Si NCs were prepared by mechanochemical ball-milling of 3 g SiO (Osaka Titanium Technology, Co. Ltd) with 40 g ZrO2 ball under an argon atmosphere. The size of the ZrO2 ball utilized in this study is 15 mm and the milling duration was settled as 1, 3 and 5 hours, respectively. Free-standing Si NCs were liberated via chemical etching of 50 mg mechanochemical disproportionation product by a mixture of hydrofluoric acid (HF, 49%, 3 ml)/hydrochloric acid (37%, 75 μl)/ethanol (0.75 ml). The reaction was conducted in the dark (to maintain the size of Si NCs) for 5 hours in a PTFE container. The Si NCs after chemical etching were extracted by 30 ml toluene solvent twice and collected via centrifugation at 9000 rpm for 20 minutes. The surface of the Si NCs was passivated by 1-decene after chemical etching by HF solution to increase the stability and optical properties of the Si NCs. 10 ml 1-decene was added into etched Si NCs and the solution was heated up to 165 °C under an argon atmosphere. After reacting for 13 hours, the solution was mixed with 20 ml methanol/ethanol (1:3) solution to remove the excess 1-decene via high-speed centrifugation (20000g, 20 minutes). Si NCs were collected and purified via an anti-solvent/solvent system by using methanol/toluene with volume ratio of 3:1 for three cycles, assisted via high-speed centrifugation (20000g, 20 minutes for each cycle). Finally, pure and clean toluene was added to the Si NCs, whose solution was filtered through a PTFE membrane with pore size of 200 nm, and then the Si NC solution was ready for further characterizations. The synthesis procedure in this study is summarized in Scheme 1.
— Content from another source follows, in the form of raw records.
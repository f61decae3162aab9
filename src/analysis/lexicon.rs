//! Static lexicons and matching logic for Malaysian review text.
//!
//! The term sets here are closed, versioned vocabulary shared with the
//! trained classifier: the counts and booleans they produce feed the model
//! input vector, so entries must not be added or reordered casually.

use std::sync::LazyLock;

use ahash::AHashSet;

/// Malaysian colloquial terms (Malay and local English slang).
pub const MALAYSIAN_TERMS: &[&str] = &[
    "shiok", "confirm", "steady", "power", "cantik", "lawa", "terror", "bagus", "teruk", "rosak",
    "murah", "baik", "elok", "mantap", "tiptop", "padu", "mmg", "sgt", "dia", "kt", "kat", "dah",
    "tak", "beli", "dapat", "sampai", "cepat", "lambat", "ok", "okay", "best", "nice", "cheap",
    "mahal", "syok", "gempak", "memang",
];

/// Product-quality vocabulary (concrete attributes a genuine reviewer
/// tends to mention).
pub const PRODUCT_TERMS: &[&str] = &[
    "delivery",
    "packaging",
    "quality",
    "size",
    "color",
    "material",
    "fitting",
    "comfort",
    "battery",
    "charge",
    "sound",
    "screen",
    "camera",
    "performance",
    "seller",
    "service",
    "price",
    "value",
    "texture",
    "durability",
    "functionality",
    "design",
    "weight",
];

/// Fixed suspicious phrases, matched as substrings of the normalized text.
///
/// Entries before [`GENERIC_PHRASE_SPLIT`] flag generic praise; entries from
/// the split onward flag promotional language.
pub const SUSPICIOUS_PHRASES: &[&str] = &[
    "highly recommend",
    "best product ever",
    "amazing quality",
    "exceeded expectations",
    "perfect product",
    "love it so much",
    "exactly what i needed",
    "great value for money",
    "buy now",
    "great deal",
    "discount",
    "sale",
    "limited time",
    "special offer",
];

/// Policy constant: index splitting [`SUSPICIOUS_PHRASES`] into the
/// generic-praise prefix and the promotional suffix. Fixed by the trained
/// classifier's feature semantics, never derived from the list length.
pub const GENERIC_PHRASE_SPLIT: usize = 8;

/// Malay function words used for mixed-language detection.
pub const MALAY_FUNCTION_WORDS: &[&str] =
    &["yang", "dan", "ini", "itu", "dengan", "untuk", "dari", "ke", "pada"];

/// English function words used for mixed-language detection.
pub const ENGLISH_FUNCTION_WORDS: &[&str] =
    &["the", "and", "this", "that", "with", "for", "from", "to", "on"];

/// English stop words excluded from the spelling-error heuristic.
pub const ENGLISH_STOP_WORDS: &[&str] = &[
    "a", "about", "after", "again", "all", "an", "and", "any", "are", "as", "at", "be", "because",
    "been", "before", "being", "between", "both", "but", "by", "can", "did", "do", "does", "down",
    "for", "from", "had", "has", "have", "he", "her", "here", "him", "his", "how", "i", "if", "in",
    "into", "is", "it", "its", "just", "me", "more", "most", "my", "no", "not", "now", "of", "off",
    "on", "once", "only", "or", "other", "our", "out", "over", "own", "she", "so", "some", "such",
    "than", "that", "the", "their", "them", "then", "there", "these", "they", "this", "through",
    "to", "too", "under", "until", "up", "very", "was", "we", "were", "what", "when", "where",
    "which", "while", "who", "why", "will", "with", "you", "your",
];

static MALAYSIAN_TERMS_SET: LazyLock<AHashSet<&'static str>> =
    LazyLock::new(|| MALAYSIAN_TERMS.iter().copied().collect());

static PRODUCT_TERMS_SET: LazyLock<AHashSet<&'static str>> =
    LazyLock::new(|| PRODUCT_TERMS.iter().copied().collect());

static MALAY_FUNCTION_SET: LazyLock<AHashSet<&'static str>> =
    LazyLock::new(|| MALAY_FUNCTION_WORDS.iter().copied().collect());

static ENGLISH_FUNCTION_SET: LazyLock<AHashSet<&'static str>> =
    LazyLock::new(|| ENGLISH_FUNCTION_WORDS.iter().copied().collect());

static ENGLISH_STOP_WORDS_SET: LazyLock<AHashSet<&'static str>> =
    LazyLock::new(|| ENGLISH_STOP_WORDS.iter().copied().collect());

/// Which function-word lists drive mixed-language detection.
///
/// The two legacy scoring pipelines shipped lists of different length; both
/// remain reproducible. `Full` uses all nine words per language, `Compact`
/// the first seven.
#[derive(Debug, Clone, Copy, PartialEq, Eq, Default)]
pub enum MixedLanguageProfile {
    /// Nine function words per language.
    #[default]
    Full,
    /// Seven function words per language (legacy inference-service lists).
    Compact,
}

impl MixedLanguageProfile {
    fn width(&self) -> usize {
        match self {
            MixedLanguageProfile::Full => MALAY_FUNCTION_WORDS.len(),
            MixedLanguageProfile::Compact => 7,
        }
    }

    /// Malay function words for this profile.
    pub fn malay_words(&self) -> &'static [&'static str] {
        &MALAY_FUNCTION_WORDS[..self.width()]
    }

    /// English function words for this profile.
    pub fn english_words(&self) -> &'static [&'static str] {
        &ENGLISH_FUNCTION_WORDS[..self.width()]
    }
}

/// Count tokens that are Malaysian colloquial terms.
pub fn malaysian_term_count(tokens: &[String]) -> usize {
    tokens
        .iter()
        .filter(|t| MALAYSIAN_TERMS_SET.contains(t.as_str()))
        .count()
}

/// Count tokens that are product-quality terms.
pub fn product_term_count(tokens: &[String]) -> usize {
    tokens
        .iter()
        .filter(|t| PRODUCT_TERMS_SET.contains(t.as_str()))
        .count()
}

/// Ratio of a term count to the word count; defined as 0 for empty input.
pub fn term_ratio(count: usize, word_count: usize) -> f64 {
    if word_count == 0 {
        0.0
    } else {
        count as f64 / word_count as f64
    }
}

/// True when the normalized text contains any generic-praise phrase.
pub fn has_generic_phrases(normalized: &str) -> bool {
    SUSPICIOUS_PHRASES[..GENERIC_PHRASE_SPLIT]
        .iter()
        .any(|phrase| normalized.contains(phrase))
}

/// True when the normalized text contains any promotional phrase.
pub fn has_promotional_language(normalized: &str) -> bool {
    SUSPICIOUS_PHRASES[GENERIC_PHRASE_SPLIT..]
        .iter()
        .any(|phrase| normalized.contains(phrase))
}

/// True when the token set contains function words from both languages.
pub fn detect_mixed_language(tokens: &[String], profile: MixedLanguageProfile) -> bool {
    let (malay, english) = match profile {
        MixedLanguageProfile::Full => (&*MALAY_FUNCTION_SET, &*ENGLISH_FUNCTION_SET),
        MixedLanguageProfile::Compact => {
            // Compact profile is a strict prefix; fall back to slice scans
            // rather than keeping a second pair of sets alive.
            let has_malay = tokens
                .iter()
                .any(|t| profile.malay_words().contains(&t.as_str()));
            let has_english = tokens
                .iter()
                .any(|t| profile.english_words().contains(&t.as_str()));
            return has_malay && has_english;
        }
    };

    let has_malay = tokens.iter().any(|t| malay.contains(t.as_str()));
    let has_english = tokens.iter().any(|t| english.contains(t.as_str()));
    has_malay && has_english
}

/// True when the word is an English stop word.
pub fn is_stop_word(word: &str) -> bool {
    ENGLISH_STOP_WORDS_SET.contains(word)
}
//! Text analysis module for Sahih.
//!
//! This module provides the deterministic front half of the scoring
//! pipeline: text normalization, tokenization, lexicon matching, and the
//! sentiment/polarity analyzer seams.

pub mod lexicon;
pub mod normalizer;
pub mod sentiment;
pub mod tokenizer;

// Re-export commonly used types
pub use lexicon::*;
pub use normalizer::*;
pub use sentiment::*;
pub use tokenizer::*;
The crystal structures of SiO raw powder and mechanochemically treated powders were analyzed by X-ray diffraction (XRD) measurement (Rigaku). The XRD measurement is carried out by Cu Kα radiation with an acceleration voltage and current of 40 kV and 40 mA. The chemical structure was also characterized by Raman spectroscopy (Renishaw) with a 532 nm laser. The chemical states of the SiO raw powder and mechanochemically treated powder were investigated by X-ray photoelectron spectrometry (XPS; M-probe SSX-100, S.S.I, USA) with Al Kα X-ray (hν = 1486.6 eV) radiation. The shift of the binding energy due to relative surface charge was corrected using the Au4f level at 83.98 eV. The size and morphology of the Si NCs were confirmed by transmission electron microscopy (TEM, JEOL, JEM-2100F). The photoluminescence spectrum of surface-passivated Si NCs as a toluene dispersion was recorded on a fluorescence spectrometer (JASCO), and the surface and size were confirmed by Fourier transform infrared spectroscopy (FTIR; JASCO) and a dynamic light scattering (DLS; Zetasizer, Malvern) system.
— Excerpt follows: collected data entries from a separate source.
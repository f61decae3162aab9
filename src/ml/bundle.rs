//! Serialized model bundle handling.
//!
//! A bundle is one JSON document bundling everything the engine needs:
//! the ensemble classifier, the TF-IDF vectorizer, and the feature scaler,
//! plus optional informational sections. Unknown keys are ignored so newer
//! trainers can add sections without breaking older readers.

use std::fs::File;
use std::io::BufReader;
use std::path::Path;

use serde::{Deserialize, Serialize};

use crate::error::{Result, SahihError};
use crate::ml::TextVectorizer;
use crate::ml::ensemble::SoftVotingEnsemble;
use crate::ml::scaler::StandardScaler;
use crate::ml::tfidf::TfIdfVectorizer;
use crate::ml::vectorize::{BINARY_FEATURE_ORDER, FEATURE_ORDER};

/// On-disk bundle layout.
///
/// `models.ensemble`, `vectorizers.tfidf`, and `scaler` are mandatory;
/// `feature_names`, `detector`, and `metadata` are tolerated when absent.
#[derive(Debug, Clone, Serialize, Deserialize)]
pub struct ModelBundle {
    #[serde(default)]
    pub models: ModelSection,
    #[serde(default)]
    pub vectorizers: VectorizerSection,
    #[serde(default)]
    pub scaler: Option<StandardScaler>,
    /// Feature names the trainer recorded, used as a cross-check only.
    #[serde(default)]
    pub feature_names: Vec<String>,
    /// Opaque feature-extractor settings from the trainer; unused here.
    #[serde(default)]
    pub detector: Option<serde_json::Value>,
    #[serde(default)]
    pub metadata: Option<BundleMetadata>,
}

#[derive(Debug, Clone, Default, Serialize, Deserialize)]
pub struct ModelSection {
    #[serde(default)]
    pub ensemble: Option<SoftVotingEnsemble>,
}

#[derive(Debug, Clone, Default, Serialize, Deserialize)]
pub struct VectorizerSection {
    #[serde(default)]
    pub tfidf: Option<TfIdfVectorizer>,
}

#[derive(Debug, Clone, Default, Serialize, Deserialize)]
pub struct BundleMetadata {
    #[serde(default)]
    pub version: Option<String>,
}

/// A validated, ready-to-serve bundle.
#[derive(Debug, Clone)]
pub struct LoadedBundle {
    pub ensemble: SoftVotingEnsemble,
    pub tfidf: TfIdfVectorizer,
    pub scaler: StandardScaler,
    /// Trainer-reported model version, defaulting to "1.0".
    pub version: String,
}

impl ModelBundle {
    /// Read and validate a bundle from disk.
    ///
    /// The file handle is scoped to this call and released on every exit
    /// path. Fails with `NotFound` when the path does not resolve,
    /// `Deserialize` on malformed JSON, and `IncompleteModel` when any of
    /// the three mandatory components is missing.
    pub fn load<P: AsRef<Path>>(path: P) -> Result<LoadedBundle> {
        let path = path.as_ref();
        if !path.is_file() {
            return Err(SahihError::not_found(path.display().to_string()));
        }

        let file = File::open(path)?;
        let bundle: ModelBundle = serde_json::from_reader(BufReader::new(file))?;
        bundle.into_loaded()
    }

    /// Validate completeness and strip the optional wrapping.
    pub fn into_loaded(self) -> Result<LoadedBundle> {
        let ensemble = self
            .models
            .ensemble
            .ok_or_else(|| SahihError::incomplete_model("missing models.ensemble"))?;
        let tfidf = self
            .vectorizers
            .tfidf
            .ok_or_else(|| SahihError::incomplete_model("missing vectorizers.tfidf"))?;
        let scaler = self
            .scaler
            .ok_or_else(|| SahihError::incomplete_model("missing scaler"))?;

        // serde bypasses the constructors, so invariants are re-checked here
        ensemble.validate()?;
        tfidf.validate()?;
        scaler.validate()?;

        let expected_dim = tfidf.dimension() + scaler.dimension();
        if ensemble.dimension() != expected_dim {
            return Err(SahihError::incomplete_model(format!(
                "ensemble expects {} inputs but tfidf + scaler provide {}",
                ensemble.dimension(),
                expected_dim
            )));
        }

        if !self.feature_names.is_empty() {
            let expected: Vec<&str> = FEATURE_ORDER
                .iter()
                .chain(BINARY_FEATURE_ORDER.iter())
                .copied()
                .collect();
            if self.feature_names != expected {
                tracing::warn!(
                    recorded = self.feature_names.len(),
                    expected = expected.len(),
                    "bundle feature_names differ from the built-in feature order"
                );
            }
        }

        let version = self
            .metadata
            .and_then(|m| m.version)
            .unwrap_or_else(|| "1.0".to_string());

        Ok(LoadedBundle {
            ensemble,
            tfidf,
            scaler,
            version,
        })
    }
}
Fig. 1 shows the XRD patterns of raw and mechanochemically treated SiO powders. As for the SiO raw powder, only a halo peak at 21° according to the amorphous component is observed. In the case of mechanochemically treated SiO powder, three sharp peaks appear at 28°, 47° and 56°, corresponding to (111), (220) and (311) planes of crystalline Si.2,14–20 According to the Scherrer formula, the size of the crystalline Si domain is increased as the mechanochemical treatment proceeds. We suggest that the crystalline Si is generated through the disproportionation of SiO. Fig. 1b illustrates the Raman spectra of raw and mechanochemically treated SiO powders. For raw SiO, a wide peak at 475 cm−1 corresponding to amorphous Si is observed, whose peak intensity degraded for SiO after mechanochemical treatment. Additionally, a crystalline Si peak appeared in mechanochemically treated SiO and its Raman shift is red-shifted through treatment processing, which demonstrates that the size of the crystalline Si domain increases.17 Such results from Raman spectra show good agreement with XRD results.
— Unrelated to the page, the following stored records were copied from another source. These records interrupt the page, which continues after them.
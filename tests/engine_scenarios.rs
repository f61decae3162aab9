//! End-to-end scenarios for the prediction engine: loading model bundles
//! from disk, scoring single texts and batches, degraded paths, and the
//! shared performance counters.

use std::io::Write;
use std::sync::Arc;
use std::thread;

use serde_json::json;
use tempfile::NamedTempFile;

use sahih::engine::{EngineConfig, PredictionEngine};
use sahih::error::SahihError;
use sahih::ml::vectorize::DENSE_FEATURE_COUNT;
use sahih::scoring::{RiskLevel, Verdict};

/// A two-term vocabulary bundle whose single linear member puts all its
/// weight on the vocabulary columns, so the verdict is driven entirely by
/// how often "scam" and "tipu" appear.
fn bundle_json(term_weight: f64, bias: f64, version: &str) -> serde_json::Value {
    let mut weights = vec![term_weight, term_weight];
    weights.extend(std::iter::repeat(0.0).take(DENSE_FEATURE_COUNT));
    json!({
        "models": { "ensemble": { "members": [{ "weights": weights, "bias": bias }] } },
        "vectorizers": { "tfidf": { "vocabulary": { "scam": 0, "tipu": 1 }, "idf": [1.0, 1.0] } },
        "scaler": {
            "mean": vec![0.0; DENSE_FEATURE_COUNT],
            "std": vec![1.0; DENSE_FEATURE_COUNT],
        },
        "metadata": { "version": version },
    })
}

fn write_bundle(value: &serde_json::Value) -> NamedTempFile {
    let mut file = NamedTempFile::new().unwrap();
    serde_json::to_writer(&mut file, value).unwrap();
    file.flush().unwrap();
    file
}

fn loaded_engine() -> PredictionEngine {
    let file = write_bundle(&bundle_json(10.0, -2.0, "2.1"));
    let engine = PredictionEngine::new(EngineConfig::default());
    engine.load(file.path()).unwrap();
    engine
}

const CLEAN_REVIEW: &str = "barang ini memang bagus dan penghantaran sangat cepat";
const SCAM_REVIEW: &str = "scam scam scam tipu tipu please avoid";

#[test]
fn loaded_engine_reports_healthy() {
    let engine = loaded_engine();
    assert!(engine.is_loaded());

    let health = engine.health();
    assert_eq!(health.status, "healthy");
    assert!(health.model_loaded);
    assert!(health.components.model);
    assert!(health.components.vectorizer);
    assert!(health.components.scaler);
    assert!(health.components.sentiment);

    let stats = engine.stats();
    assert!(stats.model_loaded);
    assert!(stats.model_path.is_some());
    assert_eq!(stats.total_predictions, 0);
}

#[test]
fn clean_review_classified_as_real() {
    let engine = loaded_engine();
    let result = engine.predict(CLEAN_REVIEW);

    assert_eq!(result.prediction, Verdict::Real);
    assert_eq!(result.risk_level, RiskLevel::Minimal);
    assert!(result.real_probability > 0.5);
    assert!((result.fake_probability + result.real_probability - 1.0).abs() < 1e-9);
    assert_eq!(
        result.confidence,
        result.fake_probability.max(result.real_probability)
    );
    assert!(result.error.is_none());
    assert!(result.reason.is_none());

    let analysis = result.analysis.unwrap();
    assert!(analysis.word_count >= 7);
    assert!(analysis.malaysian_terms >= 2);

    let metadata = result.metadata.unwrap();
    assert_eq!(metadata.model_version, "2.1");
    assert_eq!(metadata.text_length, CLEAN_REVIEW.chars().count());
}

#[test]
fn scam_heavy_review_classified_as_fake() {
    let engine = loaded_engine();
    let result = engine.predict(SCAM_REVIEW);

    assert_eq!(result.prediction, Verdict::Fake);
    assert!(result.fake_probability > 0.9);
    assert_eq!(result.risk_level, RiskLevel::High);
    assert!(!result.is_error());
}

#[test]
fn punctuation_only_input_takes_degraded_path() {
    let engine = loaded_engine();
    let result = engine.predict("!!!");

    assert_eq!(result.prediction, Verdict::Real);
    assert_eq!(result.risk_level, RiskLevel::Minimal);
    assert_eq!(result.fake_probability, 0.1);
    assert_eq!(result.real_probability, 0.9);
    assert_eq!(result.confidence, 0.5);
    assert!(result.reason.is_some());
    assert!(result.error.is_none());
    assert_eq!(result.analysis.unwrap().word_count, 0);
    assert!(result.metadata.is_none());

    // Degraded answers never touch the counters.
    assert_eq!(engine.stats().total_predictions, 0);
}

#[test]
fn overlong_input_becomes_error_result() {
    let engine = loaded_engine();
    let result = engine.predict(&"a".repeat(6000));

    assert_eq!(result.prediction, Verdict::Error);
    assert!(result.is_error());
    assert!(result.error.unwrap().contains("too long"));
    assert_eq!(engine.stats().total_predictions, 0);
}

#[test]
fn counters_advance_only_on_classified_predictions() {
    let engine = loaded_engine();
    engine.predict(CLEAN_REVIEW);
    engine.predict(SCAM_REVIEW);
    engine.predict("!!!");
    engine.predict(&"a".repeat(6000));

    let stats = engine.stats();
    assert_eq!(stats.total_predictions, 2);
    assert!(stats.average_prediction_time <= stats.total_prediction_time);

    // average * count reproduces the total (up to nanosecond rounding)
    let reconstructed = stats.average_prediction_time * 2;
    let drift = if reconstructed > stats.total_prediction_time {
        reconstructed - stats.total_prediction_time
    } else {
        stats.total_prediction_time - reconstructed
    };
    assert!(drift <= std::time::Duration::from_nanos(2));
}

#[test]
fn batch_preserves_order_and_aggregates() {
    let engine = loaded_engine();
    let texts = vec![
        SCAM_REVIEW.to_string(),
        CLEAN_REVIEW.to_string(),
        "!!".to_string(),
        "a".repeat(6000),
    ];

    let batch = engine.predict_batch(&texts).unwrap();
    assert_eq!(batch.results.len(), 4);
    assert_eq!(batch.results[0].prediction, Verdict::Fake);
    assert_eq!(batch.results[1].prediction, Verdict::Real);
    assert_eq!(batch.results[2].prediction, Verdict::Real);
    assert_eq!(batch.results[3].prediction, Verdict::Error);

    let stats = &batch.statistics;
    assert_eq!(stats.total, 4);
    assert_eq!(stats.fake_count, 1);
    assert_eq!(stats.real_count, 2);
    assert_eq!(stats.error_count, 1);
    assert!((stats.fake_percentage - 100.0 / 3.0).abs() < 1e-9);
    assert!(stats.avg_confidence > 0.0);
}

#[test]
fn batch_at_cap_succeeds_and_one_over_fails() {
    let engine = loaded_engine();

    let full: Vec<String> = (0..50)
        .map(|i| format!("barang bagus dan cepat sampai nombor {i}"))
        .collect();
    let batch = engine.predict_batch(&full).unwrap();
    assert_eq!(batch.results.len(), 50);
    assert_eq!(batch.statistics.error_count, 0);

    let over: Vec<String> = (0..51).map(|i| format!("review nombor {i}")).collect();
    assert!(matches!(
        engine.predict_batch(&over),
        Err(SahihError::BatchTooLarge { len: 51, max: 50 })
    ));
}

#[test]
fn concurrent_predictions_count_exactly() {
    let engine = Arc::new(loaded_engine());

    let handles: Vec<_> = (0..8)
        .map(|_| {
            let engine = Arc::clone(&engine);
            thread::spawn(move || {
                for _ in 0..125 {
                    let result = engine.predict(CLEAN_REVIEW);
                    assert_eq!(result.prediction, Verdict::Real);
                }
            })
        })
        .collect();
    for handle in handles {
        handle.join().unwrap();
    }

    assert_eq!(engine.stats().total_predictions, 1000);
}

#[test]
fn reload_replaces_model_in_place() {
    let engine = loaded_engine();
    assert_eq!(engine.predict(CLEAN_REVIEW).prediction, Verdict::Real);

    // A member with zero term weights and positive bias flags everything.
    let replacement = write_bundle(&bundle_json(0.0, 3.0, "3.0"));
    engine.load(replacement.path()).unwrap();

    let result = engine.predict(CLEAN_REVIEW);
    assert_eq!(result.prediction, Verdict::Fake);
    assert_eq!(result.metadata.unwrap().model_version, "3.0");
}

#[test]
fn failed_load_keeps_previous_model() {
    let engine = loaded_engine();
    assert!(engine.load("/no/such/bundle.json").is_err());
    assert!(engine.is_loaded());
    assert_eq!(engine.predict(CLEAN_REVIEW).prediction, Verdict::Real);
}

#[test]
fn load_missing_file_on_fresh_engine() {
    let engine = PredictionEngine::default();
    assert!(matches!(
        engine.load("/no/such/bundle.json"),
        Err(SahihError::NotFound(_))
    ));
    assert!(!engine.is_loaded());
}

#[test]
fn malformed_bundle_rejected() {
    let mut file = NamedTempFile::new().unwrap();
    file.write_all(b"definitely not json").unwrap();
    file.flush().unwrap();

    let engine = PredictionEngine::default();
    assert!(matches!(
        engine.load(file.path()),
        Err(SahihError::Deserialize(_))
    ));
    assert!(!engine.is_loaded());
}

#[test]
fn bundle_missing_scaler_rejected() {
    let mut value = bundle_json(10.0, -2.0, "2.1");
    value.as_object_mut().unwrap().remove("scaler");
    let file = write_bundle(&value);

    let engine = PredictionEngine::default();
    assert!(matches!(
        engine.load(file.path()),
        Err(SahihError::IncompleteModel(_))
    ));
    assert!(!engine.is_loaded());
}

#[test]
fn mismatched_ensemble_dimension_rejected() {
    let mut value = bundle_json(10.0, -2.0, "2.1");
    value["models"]["ensemble"]["members"][0]["weights"] = json!([1.0, 2.0, 3.0]);
    let file = write_bundle(&value);

    let engine = PredictionEngine::default();
    assert!(matches!(
        engine.load(file.path()),
        Err(SahihError::IncompleteModel(_))
    ));
}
In order to confirm the morphology of the crystalline Si domain in the product, TEM measurement was conducted on the samples. As the images in Fig. 2 show, the raw powder of SiO shows amorphous phase, while Si NCs appear in the amorphous phase after mechanochemical treatment. The lattice fringe with a d-spacing of 1.9 Å is observed, which can be assigned as the (220) plane of crystalline Si.14–20 The sizes of Si NCs observed for 1, 3 and 5 hours mechanochemical treatment are about 2, 3 and 5 nm. These sizes of Si NCs increased as the mechanochemical treatment time increased, and these results show good agreement with the XRD results given in Fig. 1.
Fig. 2 TEM images of raw (a) and mechanochemically treated SiO for different durations of (b) 1 hour, (c) 3 hours and (d) 5 hours. |
To investigate the reaction mechanism of this room temperature mechanochemical disproportionation, the chemical state of Si was analysed by XPS measurement. Fig. 3 demonstrates the XPS spectra of the Si 2p orbital for raw and mechanochemically treated SiO. The spectra are fitted as five peaks at 99.7, 100.6, 101.6, 102.7 and 103.8 eV by Gaussian equations, corresponding to Si0, Si+, Si2+, Si3+ and Si4+ states, respectively.21,22 The calculated peak area of each component is summarized as the insets of Fig. 3, which illustrate that the amount of Si0 and Si4+ states increased with a decrease of low covalent states like Si+ and Si2+ and Si3+ after mechanochemical treatment. These results suggest that a disproportionation reaction on SiO occurs during room temperature mechanochemical treatment and Si NCs in a SiO2 matrix are generated.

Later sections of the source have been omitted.